» PROBLEM DESCRIPTION: Search the records for the string "TurnOutcome", then copy each line where it appears.
TASK DATA Block Start
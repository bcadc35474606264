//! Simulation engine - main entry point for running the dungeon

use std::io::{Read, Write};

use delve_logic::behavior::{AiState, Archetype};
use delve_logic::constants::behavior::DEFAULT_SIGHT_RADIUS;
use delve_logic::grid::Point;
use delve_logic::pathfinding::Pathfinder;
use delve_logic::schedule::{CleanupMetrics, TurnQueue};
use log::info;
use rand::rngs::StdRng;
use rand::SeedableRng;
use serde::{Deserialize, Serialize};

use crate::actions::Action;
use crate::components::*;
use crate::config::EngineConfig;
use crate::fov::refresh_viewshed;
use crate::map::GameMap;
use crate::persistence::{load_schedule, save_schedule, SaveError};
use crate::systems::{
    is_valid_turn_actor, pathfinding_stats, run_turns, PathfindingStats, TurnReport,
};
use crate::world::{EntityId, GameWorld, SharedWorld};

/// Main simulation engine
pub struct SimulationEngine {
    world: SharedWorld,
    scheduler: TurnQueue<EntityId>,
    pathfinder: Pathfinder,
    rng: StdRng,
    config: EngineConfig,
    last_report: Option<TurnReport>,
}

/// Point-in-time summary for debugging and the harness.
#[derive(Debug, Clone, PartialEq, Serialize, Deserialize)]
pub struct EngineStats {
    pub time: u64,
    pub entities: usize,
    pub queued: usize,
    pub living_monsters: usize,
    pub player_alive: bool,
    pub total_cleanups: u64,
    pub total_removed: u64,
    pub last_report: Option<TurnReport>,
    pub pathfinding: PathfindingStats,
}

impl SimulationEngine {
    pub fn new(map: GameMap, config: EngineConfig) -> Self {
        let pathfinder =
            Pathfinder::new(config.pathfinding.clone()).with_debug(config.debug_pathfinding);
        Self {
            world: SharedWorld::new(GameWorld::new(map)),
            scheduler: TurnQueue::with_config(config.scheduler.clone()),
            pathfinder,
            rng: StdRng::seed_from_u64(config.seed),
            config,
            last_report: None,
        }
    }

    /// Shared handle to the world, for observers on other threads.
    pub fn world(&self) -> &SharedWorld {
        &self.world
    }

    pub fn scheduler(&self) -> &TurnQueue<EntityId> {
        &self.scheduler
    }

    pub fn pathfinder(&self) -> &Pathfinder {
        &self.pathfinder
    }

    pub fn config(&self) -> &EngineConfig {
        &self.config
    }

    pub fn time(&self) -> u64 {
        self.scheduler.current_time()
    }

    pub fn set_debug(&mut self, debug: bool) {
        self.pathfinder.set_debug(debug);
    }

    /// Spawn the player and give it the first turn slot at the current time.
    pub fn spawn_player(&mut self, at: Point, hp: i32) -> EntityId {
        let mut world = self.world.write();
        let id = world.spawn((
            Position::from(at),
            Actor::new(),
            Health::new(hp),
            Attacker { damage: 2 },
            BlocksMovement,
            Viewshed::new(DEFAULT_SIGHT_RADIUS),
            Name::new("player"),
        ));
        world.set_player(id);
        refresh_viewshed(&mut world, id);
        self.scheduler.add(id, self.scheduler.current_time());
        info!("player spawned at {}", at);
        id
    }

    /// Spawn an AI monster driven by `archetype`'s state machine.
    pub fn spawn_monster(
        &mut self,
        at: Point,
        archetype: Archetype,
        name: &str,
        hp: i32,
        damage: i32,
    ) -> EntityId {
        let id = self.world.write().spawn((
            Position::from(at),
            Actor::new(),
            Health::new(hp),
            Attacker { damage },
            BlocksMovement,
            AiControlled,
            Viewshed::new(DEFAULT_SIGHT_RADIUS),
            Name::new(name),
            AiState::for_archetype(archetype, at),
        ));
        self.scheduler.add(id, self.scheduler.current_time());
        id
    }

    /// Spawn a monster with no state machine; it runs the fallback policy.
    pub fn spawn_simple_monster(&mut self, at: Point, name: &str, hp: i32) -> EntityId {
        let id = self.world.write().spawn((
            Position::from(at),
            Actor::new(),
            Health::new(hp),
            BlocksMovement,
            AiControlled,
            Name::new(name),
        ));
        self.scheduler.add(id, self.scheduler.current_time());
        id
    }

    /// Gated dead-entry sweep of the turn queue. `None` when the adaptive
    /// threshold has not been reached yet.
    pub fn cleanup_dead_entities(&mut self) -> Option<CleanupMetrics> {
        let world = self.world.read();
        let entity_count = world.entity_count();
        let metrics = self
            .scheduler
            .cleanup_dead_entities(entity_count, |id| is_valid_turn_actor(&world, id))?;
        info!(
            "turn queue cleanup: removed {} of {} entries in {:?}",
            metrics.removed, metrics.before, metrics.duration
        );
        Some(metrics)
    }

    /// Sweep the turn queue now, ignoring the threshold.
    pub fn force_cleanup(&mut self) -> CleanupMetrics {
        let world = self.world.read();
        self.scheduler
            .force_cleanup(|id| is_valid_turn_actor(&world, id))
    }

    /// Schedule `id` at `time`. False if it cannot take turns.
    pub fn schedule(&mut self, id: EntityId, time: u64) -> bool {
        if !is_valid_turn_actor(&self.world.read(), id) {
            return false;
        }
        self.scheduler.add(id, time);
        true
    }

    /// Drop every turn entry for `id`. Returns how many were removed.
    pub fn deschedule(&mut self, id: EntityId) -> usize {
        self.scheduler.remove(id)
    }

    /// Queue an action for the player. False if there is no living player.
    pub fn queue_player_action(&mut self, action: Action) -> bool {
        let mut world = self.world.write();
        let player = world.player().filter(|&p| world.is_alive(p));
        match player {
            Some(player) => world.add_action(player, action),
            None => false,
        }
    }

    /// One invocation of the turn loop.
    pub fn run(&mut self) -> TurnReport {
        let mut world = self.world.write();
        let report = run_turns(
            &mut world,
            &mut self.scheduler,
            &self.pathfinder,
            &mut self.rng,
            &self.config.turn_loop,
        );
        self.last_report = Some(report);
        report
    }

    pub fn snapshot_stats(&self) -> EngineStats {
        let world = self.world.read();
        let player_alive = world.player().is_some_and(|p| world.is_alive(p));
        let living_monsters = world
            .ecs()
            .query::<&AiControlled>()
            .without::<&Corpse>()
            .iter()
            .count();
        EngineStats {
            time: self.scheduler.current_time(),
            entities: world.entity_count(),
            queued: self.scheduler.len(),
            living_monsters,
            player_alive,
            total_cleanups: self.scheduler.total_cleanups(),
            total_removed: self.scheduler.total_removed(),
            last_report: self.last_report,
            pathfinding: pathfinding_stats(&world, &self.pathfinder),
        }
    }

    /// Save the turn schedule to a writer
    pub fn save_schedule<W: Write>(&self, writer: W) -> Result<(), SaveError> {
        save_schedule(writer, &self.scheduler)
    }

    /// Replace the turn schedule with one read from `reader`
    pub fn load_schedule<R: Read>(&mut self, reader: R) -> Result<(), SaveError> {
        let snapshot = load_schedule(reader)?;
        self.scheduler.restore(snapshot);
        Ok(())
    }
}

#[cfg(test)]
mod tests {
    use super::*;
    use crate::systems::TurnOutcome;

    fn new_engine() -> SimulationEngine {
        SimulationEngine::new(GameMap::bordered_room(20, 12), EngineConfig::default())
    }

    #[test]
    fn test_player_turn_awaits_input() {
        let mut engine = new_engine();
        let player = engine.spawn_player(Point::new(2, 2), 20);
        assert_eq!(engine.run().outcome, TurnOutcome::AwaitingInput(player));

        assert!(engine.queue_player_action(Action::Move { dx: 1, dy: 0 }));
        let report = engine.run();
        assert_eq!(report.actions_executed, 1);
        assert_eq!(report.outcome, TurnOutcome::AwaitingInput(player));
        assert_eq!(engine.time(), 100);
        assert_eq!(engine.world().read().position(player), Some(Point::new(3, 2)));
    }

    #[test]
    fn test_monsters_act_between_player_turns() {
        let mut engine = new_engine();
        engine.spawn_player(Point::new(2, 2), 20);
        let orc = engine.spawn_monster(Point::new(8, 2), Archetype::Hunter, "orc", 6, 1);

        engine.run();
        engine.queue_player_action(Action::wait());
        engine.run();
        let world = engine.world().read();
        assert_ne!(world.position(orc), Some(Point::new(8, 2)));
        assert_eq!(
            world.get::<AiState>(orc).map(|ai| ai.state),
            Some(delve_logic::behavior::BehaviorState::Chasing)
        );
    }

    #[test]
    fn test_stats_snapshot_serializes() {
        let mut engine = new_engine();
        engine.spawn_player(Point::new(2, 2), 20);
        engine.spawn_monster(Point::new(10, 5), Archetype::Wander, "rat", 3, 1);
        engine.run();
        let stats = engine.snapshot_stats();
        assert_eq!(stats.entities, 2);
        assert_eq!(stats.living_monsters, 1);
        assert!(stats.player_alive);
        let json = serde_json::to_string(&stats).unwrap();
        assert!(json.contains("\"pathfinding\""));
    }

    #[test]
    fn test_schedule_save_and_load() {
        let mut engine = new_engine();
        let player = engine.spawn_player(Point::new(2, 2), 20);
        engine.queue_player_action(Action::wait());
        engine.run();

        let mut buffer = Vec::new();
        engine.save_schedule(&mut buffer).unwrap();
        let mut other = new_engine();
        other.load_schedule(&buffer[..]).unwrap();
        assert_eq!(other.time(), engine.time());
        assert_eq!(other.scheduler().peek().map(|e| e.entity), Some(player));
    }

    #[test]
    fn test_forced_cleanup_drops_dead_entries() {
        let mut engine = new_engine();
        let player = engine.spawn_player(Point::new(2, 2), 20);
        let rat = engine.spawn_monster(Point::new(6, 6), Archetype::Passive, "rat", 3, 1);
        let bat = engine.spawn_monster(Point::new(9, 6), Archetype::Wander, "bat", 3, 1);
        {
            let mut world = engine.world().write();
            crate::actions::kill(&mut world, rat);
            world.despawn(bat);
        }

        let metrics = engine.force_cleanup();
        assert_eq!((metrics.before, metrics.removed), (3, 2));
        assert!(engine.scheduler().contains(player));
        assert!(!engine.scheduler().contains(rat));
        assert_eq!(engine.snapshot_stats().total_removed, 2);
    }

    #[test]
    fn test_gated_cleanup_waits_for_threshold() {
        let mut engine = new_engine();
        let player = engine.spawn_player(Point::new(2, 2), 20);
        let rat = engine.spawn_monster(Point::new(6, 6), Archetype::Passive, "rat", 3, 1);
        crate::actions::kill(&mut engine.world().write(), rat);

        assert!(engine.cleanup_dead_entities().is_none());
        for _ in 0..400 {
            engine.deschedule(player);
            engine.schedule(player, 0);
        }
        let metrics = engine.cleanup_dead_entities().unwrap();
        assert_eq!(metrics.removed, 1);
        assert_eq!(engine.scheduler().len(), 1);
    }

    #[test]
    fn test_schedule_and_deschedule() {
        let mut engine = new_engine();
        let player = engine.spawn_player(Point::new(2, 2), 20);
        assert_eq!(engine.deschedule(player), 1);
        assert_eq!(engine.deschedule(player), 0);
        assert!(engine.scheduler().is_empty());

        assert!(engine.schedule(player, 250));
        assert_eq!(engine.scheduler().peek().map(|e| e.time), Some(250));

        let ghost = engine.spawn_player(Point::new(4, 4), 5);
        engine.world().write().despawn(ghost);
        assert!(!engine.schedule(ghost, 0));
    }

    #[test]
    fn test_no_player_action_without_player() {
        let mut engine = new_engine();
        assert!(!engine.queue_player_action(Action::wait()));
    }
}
TASK DATA Block End
» TASK ANSWER:
    use crate::systems::TurnOutcome;
        assert_eq!(engine.run().outcome, TurnOutcome::AwaitingInput(player));
        assert_eq!(report.outcome, TurnOutcome::AwaitingInput(player));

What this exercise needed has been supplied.